Curated. Exercises are crucial for the mastery of topics and the transfer of knowledge, it’s great to see someone coming up with them for the nebulous field of Alignment.
Feedback: I clicked through to the provided answer and had a great deal of difficulty understanding how it was relevant—it makes a number of assumptions about agents and utility functions and I wasn’t able to connect it to why I should expect an agent trained using CIRL to kill me.
FWIW here’s my alternative answer:
In other words it’s only a solution to “Learn from Teacher” in Paul’s 2019 decomposition of alignment, not to the whole alignment problem.
I thought about Agency Q4 (counterargument to Pearl) recently, but couldn’t come up with anything convincing. Does anyone have a strong view/argument here?
I don’t see any claim that it’s impossible for neural nets to handle causality. Pearl’s complaining about AI researchers being uninterested in that goal.
I suspect that neural nets are better than any other approach at handling the hard parts of causal modeling: distinguishing plausible causal pathways from ridiculous ones.

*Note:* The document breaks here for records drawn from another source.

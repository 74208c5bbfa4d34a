//! Approximate extraction via per-language regex rule tables.
//!
//! Rules are data: each language lists, per category, the patterns whose
//! first capture group is an identifier. Patterns are deliberately loose.
//! They over-match (control statements shaped like declarations, call sites)
//! and under-match (multi-line signatures, templates, attributes). The output
//! is a hint for the LLM, so no attempt is made to tighten them.
//!
//! Tables are independent: a broken table only disables its own language.

use regex::Regex;

use super::{Extractor, Strategy};
use crate::analyzer::language::Language;
use crate::types::source::{CLASSES, FUNCTIONS, INTERFACES, MODULES, PROTOCOLS, TRAITS};
use crate::types::{AutodocError, Categories, Result, SourceUnit, StructuralSummary};

/// Patterns feeding one category
#[derive(Debug)]
pub struct PatternRule {
    pub category: &'static str,
    pub patterns: &'static [&'static str],
}

/// Complete rule set for one language
#[derive(Debug)]
pub struct LanguageRules {
    pub language: Language,
    pub rules: &'static [PatternRule],
}

macro_rules! rule {
    ($category:expr, [$($pattern:expr),+ $(,)?]) => {
        PatternRule {
            category: $category,
            patterns: &[$($pattern),+],
        }
    };
}

// Shared by JavaScript and TypeScript
const JS_FUNCTION_KEYWORD: &str = r"\bfunction\b\s*\*?\s*(\w+)\s*[<(]";
const JS_CLASS: &str = r"\bclass\s+(\w+)";

pub static RULE_TABLES: &[LanguageRules] = &[
    LanguageRules {
        language: Language::C,
        rules: &[
            rule!(FUNCTIONS, [r"(\w+)\s*\([^)]*\)\s*\{"]),
            rule!(CLASSES, [
                r"\bstruct\s+(\w+)",
                r"\btypedef\s+struct\s*\w*\s*\{[^}]*\}\s*(\w+)\s*;",
            ]),
        ],
    },
    LanguageRules {
        language: Language::Cpp,
        rules: &[
            rule!(FUNCTIONS, [
                r"(\w+)\s*\([^)]*\)\s*(?:const\s*)?(?:noexcept\s*)?(?:override\s*)?(?:final\s*)?\{",
            ]),
            rule!(CLASSES, [r"\b(?:class|struct)\s+(\w+)"]),
        ],
    },
    LanguageRules {
        language: Language::Java,
        rules: &[
            rule!(FUNCTIONS, [
                r"(?m)^\s*(?:(?:public|protected|private|static|final|abstract|synchronized|native|default)\s+)*(?:<[^>]*>\s*)?[\w<>\[\]?,.]+\s+(\w+)\s*\([^)]*\)\s*(?:throws\s+[\w.,\s]+)?\{",
                r"(?m)^\s*(?:public|protected|private)\s+(\w+)\s*\([^)]*\)\s*(?:throws\s+[\w.,\s]+)?\{",
            ]),
            rule!(CLASSES, [r"\b(?:class|enum|record)\s+(\w+)"]),
            rule!(INTERFACES, [r"\binterface\s+(\w+)"]),
        ],
    },
    LanguageRules {
        language: Language::JavaScript,
        rules: &[
            rule!(FUNCTIONS, [
                JS_FUNCTION_KEYWORD,
                r"\b(?:const|let|var)\s+(\w+)\s*=\s*(?:async\s+)?(?:function\b|(?:\([^)]*\)|\w+)\s*=>)",
                r"(?m)^\s*(?:static\s+)?(?:async\s+)?(?:get\s+|set\s+)?\*?\s*(\w+)\s*\([^)]*\)\s*\{",
            ]),
            rule!(CLASSES, [JS_CLASS]),
        ],
    },
    LanguageRules {
        language: Language::TypeScript,
        rules: &[
            rule!(FUNCTIONS, [
                JS_FUNCTION_KEYWORD,
                r"\b(?:const|let|var)\s+(\w+)\s*(?::[^=]+)?=\s*(?:async\s+)?(?:function\b|(?:\([^)]*\)|\w+)\s*(?::[^=]+)?=>)",
                r"(?m)^\s*(?:(?:public|private|protected|static|readonly|abstract|override|async)\s+)*(\w+)\s*(?:<[^>]*>)?\([^)]*\)\s*(?::\s*[^{;]+)?\{",
            ]),
            rule!(CLASSES, [JS_CLASS]),
            rule!(INTERFACES, [r"\binterface\s+(\w+)"]),
        ],
    },
    LanguageRules {
        language: Language::Go,
        rules: &[
            rule!(FUNCTIONS, [r"(?m)^func\s+(?:\([^)]*\)\s*)?(\w+)"]),
            rule!(CLASSES, [r"(?m)^\s*(?:type\s+)?(\w+)\s+struct\s*\{"]),
            rule!(INTERFACES, [r"(?m)^\s*(?:type\s+)?(\w+)\s+interface\s*\{"]),
        ],
    },
    LanguageRules {
        language: Language::Rust,
        rules: &[
            rule!(FUNCTIONS, [r"\bfn\s+(\w+)"]),
            rule!(CLASSES, [r"\b(?:struct|enum|union)\s+(\w+)"]),
            rule!(TRAITS, [r"\btrait\s+(\w+)"]),
        ],
    },
    LanguageRules {
        language: Language::CSharp,
        rules: &[
            rule!(FUNCTIONS, [
                r"(?m)^\s*(?:(?:public|private|protected|internal|static|virtual|override|abstract|async|sealed|extern|unsafe|new|partial|readonly)\s+)*[\w<>\[\],.?]+\s+(\w+)\s*(?:<[^>]*>)?\([^)]*\)\s*(?:where\s+[^{]+)?(?:\{|=>)",
            ]),
            rule!(CLASSES, [r"\b(?:class|struct|record|enum)\s+(\w+)"]),
            rule!(INTERFACES, [r"\binterface\s+(\w+)"]),
        ],
    },
    LanguageRules {
        language: Language::Php,
        rules: &[
            rule!(FUNCTIONS, [r"\bfunction\s+&?\s*(\w+)\s*\("]),
            rule!(CLASSES, [r"\b(?:class|enum)\s+(\w+)"]),
            rule!(INTERFACES, [r"\binterface\s+(\w+)"]),
            rule!(TRAITS, [r"\btrait\s+(\w+)"]),
        ],
    },
    LanguageRules {
        language: Language::Ruby,
        rules: &[
            rule!(FUNCTIONS, [r"(?m)^\s*def\s+(?:self\.)?(\w+[?!=]?)"]),
            rule!(CLASSES, [r"(?m)^\s*class\s+([A-Z][\w:]*)"]),
            rule!(MODULES, [r"(?m)^\s*module\s+([A-Z][\w:]*)"]),
        ],
    },
    LanguageRules {
        language: Language::Swift,
        rules: &[
            rule!(FUNCTIONS, [r"\bfunc\s+(\w+)"]),
            rule!(CLASSES, [r"\b(?:class|struct|enum|actor)\s+([A-Z]\w*)"]),
            rule!(PROTOCOLS, [r"\bprotocol\s+(\w+)"]),
        ],
    },
    LanguageRules {
        language: Language::Kotlin,
        rules: &[
            rule!(FUNCTIONS, [r"\bfun\s+(?:<[^>]*>\s*)?(?:[\w.]+\.)?(\w+)\s*\("]),
            rule!(CLASSES, [r"\b(?:class|object)\s+(\w+)"]),
            rule!(INTERFACES, [r"\binterface\s+(\w+)"]),
        ],
    },
    LanguageRules {
        language: Language::Scala,
        rules: &[
            rule!(FUNCTIONS, [r"\bdef\s+(\w+)"]),
            rule!(CLASSES, [r"\b(?:class|object)\s+(\w+)"]),
            rule!(TRAITS, [r"\btrait\s+(\w+)"]),
        ],
    },
];

/// Rule table for a language, if one exists
pub fn rules_for(language: Language) -> Option<&'static LanguageRules> {
    RULE_TABLES.iter().find(|t| t.language == language)
}

/// Compiled form of a [`LanguageRules`] table
pub struct PatternExtractor {
    compiled: Vec<(&'static str, Vec<Regex>)>,
}

impl PatternExtractor {
    pub fn new(table: &LanguageRules) -> Result<Self> {
        let compiled = table
            .rules
            .iter()
            .map(|rule| {
                let regexes = rule
                    .patterns
                    .iter()
                    .map(|p| {
                        Regex::new(p).map_err(|e| {
                            AutodocError::Config(format!(
                                "Invalid {} pattern for {}: {}",
                                rule.category, table.language, e
                            ))
                        })
                    })
                    .collect::<Result<Vec<_>>>()?;
                Ok((rule.category, regexes))
            })
            .collect::<Result<Vec<_>>>()?;

        Ok(Self { compiled })
    }

    pub fn extract(&self, content: &str) -> Categories {
        let mut categories = Categories::new();

        for (category, regexes) in &self.compiled {
            categories.declare(category);
            for re in regexes {
                for cap in re.captures_iter(content) {
                    if let Some(name) = cap.get(1) {
                        categories.insert(category, name.as_str());
                    }
                }
            }
        }

        categories
    }
}

impl Extractor for PatternExtractor {
    fn summarize(&self, unit: &SourceUnit) -> Result<StructuralSummary> {
        Ok(StructuralSummary::new(unit, self.extract(&unit.content)))
    }

    fn strategy(&self) -> Strategy {
        Strategy::Approximate
    }
}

Neural nets currently look poor at causal modeling for roughly the same reason that High Modernist approaches weren’t willing to touch causal claims: without a world model that’s comprehensive enough to approximate common sense, causal modeling won’t come close to human-level performance.
A participant in Moderna’s vaccine trial was struck by lightning. How much evidence is that for our concern that the vaccine is risky?
If I try to follow the High Modernist approach, I think it says something like we should either be uncertain enough to avoid any conclusion, or we should treat the lightning strike as evidence of vaccine risks.
As far as I can tell, AI approaches other than neural nets perform like scientists who blindly follow a High Modernist approach (assuming the programmers didn’t think to encode common sense about whether vaccines affect behavior in a lightning-strike-seeking way).
Whereas GPT-3 has some hints about human beliefs that make it likely to guess a little bit better than the High Modernist.
GPT-3 wasn’t designed to be good at causality. It’s somewhat close to being a passive observer. If I were designing a neural net to handle causality, I’d give it an ability to influence an environment that resembles what an infant has.
If there are any systems today that are good at handling causality, I’d guess they’re robocar systems. What I’ve read about those suggests they’re limited by the difficulty of common sense, not causality.
I expect that when causal modeling becomes an important aspect of what AI needs for further advances, it will be done with systems that use neural nets as important components. They’ll probably look a bit more like Drexler’s QNR than like GPT-3.
Just a quick logistical thing: do you have any better source of Pearl making that argument? The current quanta magazine link isn’t totally satisfactory, but I’m having trouble replacing it.